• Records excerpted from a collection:
========================================
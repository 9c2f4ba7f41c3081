// SVG output for rendered drawings
use crate::domain::charts::{Drawing, Paint, Shape, Style, TextAnchor};
use crate::domain::geometry::{Point, fmt_num};
use crate::domain::theme::Theme;
use std::fmt::Write;

pub fn escape(text: &str) -> String {
    let mut out = String::with_capacity(text.len());
    for ch in text.chars() {
        match ch {
            '&' => out.push_str("&amp;"),
            '<' => out.push_str("&lt;"),
            '>' => out.push_str("&gt;"),
            '"' => out.push_str("&quot;"),
            '\'' => out.push_str("&#39;"),
            _ => out.push(ch),
        }
    }
    out
}

fn paint(paint: &Paint, theme: &Theme) -> String {
    match paint {
        Paint::None => "none".to_string(),
        Paint::Token(token) => theme.color(*token).to_string(),
        Paint::Fixed(color) => escape(color),
    }
}

fn style_attrs(style: &Style, theme: &Theme) -> String {
    let mut attrs = format!(" fill=\"{}\"", paint(&style.fill, theme));
    if style.fill_opacity < 1.0 {
        let _ = write!(attrs, " fill-opacity=\"{}\"", fmt_num(style.fill_opacity));
    }
    if style.stroke != Paint::None {
        let _ = write!(
            attrs,
            " stroke=\"{}\" stroke-width=\"{}\" stroke-linecap=\"round\"",
            paint(&style.stroke, theme),
            fmt_num(style.stroke_width)
        );
    }
    if style.opacity < 1.0 {
        let _ = write!(attrs, " opacity=\"{}\"", fmt_num(style.opacity));
    }
    attrs
}

fn points_attr(points: &[Point]) -> String {
    points
        .iter()
        .map(|p| format!("{},{}", fmt_num(p.x), fmt_num(p.y)))
        .collect::<Vec<_>>()
        .join(" ")
}

fn shape_element(shape: &Shape, theme: &Theme) -> String {
    match shape {
        Shape::Path { path, style } => format!(
            "<path d=\"{}\"{}/>",
            path.to_svg_data(),
            style_attrs(style, theme)
        ),
        Shape::Rect { rect, rx, style } => format!(
            "<rect x=\"{}\" y=\"{}\" width=\"{}\" height=\"{}\" rx=\"{}\"{}/>",
            fmt_num(rect.x),
            fmt_num(rect.y),
            fmt_num(rect.width),
            fmt_num(rect.height),
            fmt_num(*rx),
            style_attrs(style, theme)
        ),
        Shape::Circle { center, r, style } => format!(
            "<circle cx=\"{}\" cy=\"{}\" r=\"{}\"{}/>",
            fmt_num(center.x),
            fmt_num(center.y),
            fmt_num(*r),
            style_attrs(style, theme)
        ),
        Shape::Polygon { points, style } => format!(
            "<polygon points=\"{}\"{}/>",
            points_attr(points),
            style_attrs(style, theme)
        ),
        Shape::Line { from, to, style } => format!(
            "<line x1=\"{}\" y1=\"{}\" x2=\"{}\" y2=\"{}\"{}/>",
            fmt_num(from.x),
            fmt_num(from.y),
            fmt_num(to.x),
            fmt_num(to.y),
            style_attrs(style, theme)
        ),
        Shape::Text {
            at,
            content,
            size,
            anchor,
            style,
        } => {
            let anchor = match anchor {
                TextAnchor::Middle => "middle",
                TextAnchor::End => "end",
            };
            format!(
                "<text x=\"{}\" y=\"{}\" font-size=\"{}\" text-anchor=\"{}\" dominant-baseline=\"middle\"{}>{}</text>",
                fmt_num(at.x),
                fmt_num(at.y),
                fmt_num(*size),
                anchor,
                style_attrs(style, theme),
                escape(content)
            )
        }
    }
}

/// Serialises a drawing as a standalone `<svg>` element, colours resolved
/// against `theme`.
pub fn render_svg(drawing: &Drawing, theme: &Theme) -> String {
    let mut out = format!(
        "<svg xmlns=\"http://www.w3.org/2000/svg\" width=\"100%\" viewBox=\"0 0 {} {}\" preserveAspectRatio=\"xMidYMid meet\">",
        fmt_num(drawing.width),
        fmt_num(drawing.height)
    );
    for shape in &drawing.shapes {
        out.push_str(&shape_element(shape, theme));
    }
    out.push_str("</svg>");
    out
}

#[cfg(test)]
mod tests {
    use super::*;
    use crate::domain::charts::{ChartSpec, PieSpec};
    use crate::domain::theme::{ThemeName, ThemeToken};

    #[test]
    fn test_placeholder_svg() {
        let svg = render_svg(&Drawing::placeholder(320.0, 140.0), Theme::get(ThemeName::Dark));
        assert!(svg.starts_with("<svg"));
        assert!(svg.contains("viewBox=\"0 0 320 140\""));
        assert!(svg.contains(">No data</text>"));
    }

    #[test]
    fn test_theme_tokens_resolve() {
        let drawing = Drawing {
            width: 10.0,
            height: 10.0,
            shapes: vec![Shape::Circle {
                center: Point::new(5.0, 5.0),
                r: 2.5,
                style: Style::fill(Paint::Token(ThemeToken::AccentBlue)).with_fill_opacity(0.5),
            }],
        };
        let theme = Theme::get(ThemeName::Light);
        let svg = render_svg(&drawing, theme);
        assert!(svg.contains(&format!(
            "<circle cx=\"5\" cy=\"5\" r=\"2.5\" fill=\"{}\" fill-opacity=\"0.5\"/>",
            theme.color(ThemeToken::AccentBlue)
        )));
    }

    #[test]
    fn test_text_is_escaped() {
        assert_eq!(escape("<b>&\"'"), "&lt;b&gt;&amp;&quot;&#39;");
        let pie = ChartSpec::Pie(PieSpec {
            values: vec![1.0, 1.0],
            colors: vec!["\"><script>".to_string()],
            ..PieSpec::default()
        });
        let svg = render_svg(&pie.render(), Theme::get(ThemeName::Dark));
        assert!(!svg.contains("<script>"));
    }
}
========================================
• Task details:
Look through the entries above; find each line with the word "points" and copy it.

• Task result:
fn points_attr(points: &[Point]) -> String {
    points
        Shape::Polygon { points, style } => format!(
            "<polygon points=\"{}\"{}/>",
            points_attr(points),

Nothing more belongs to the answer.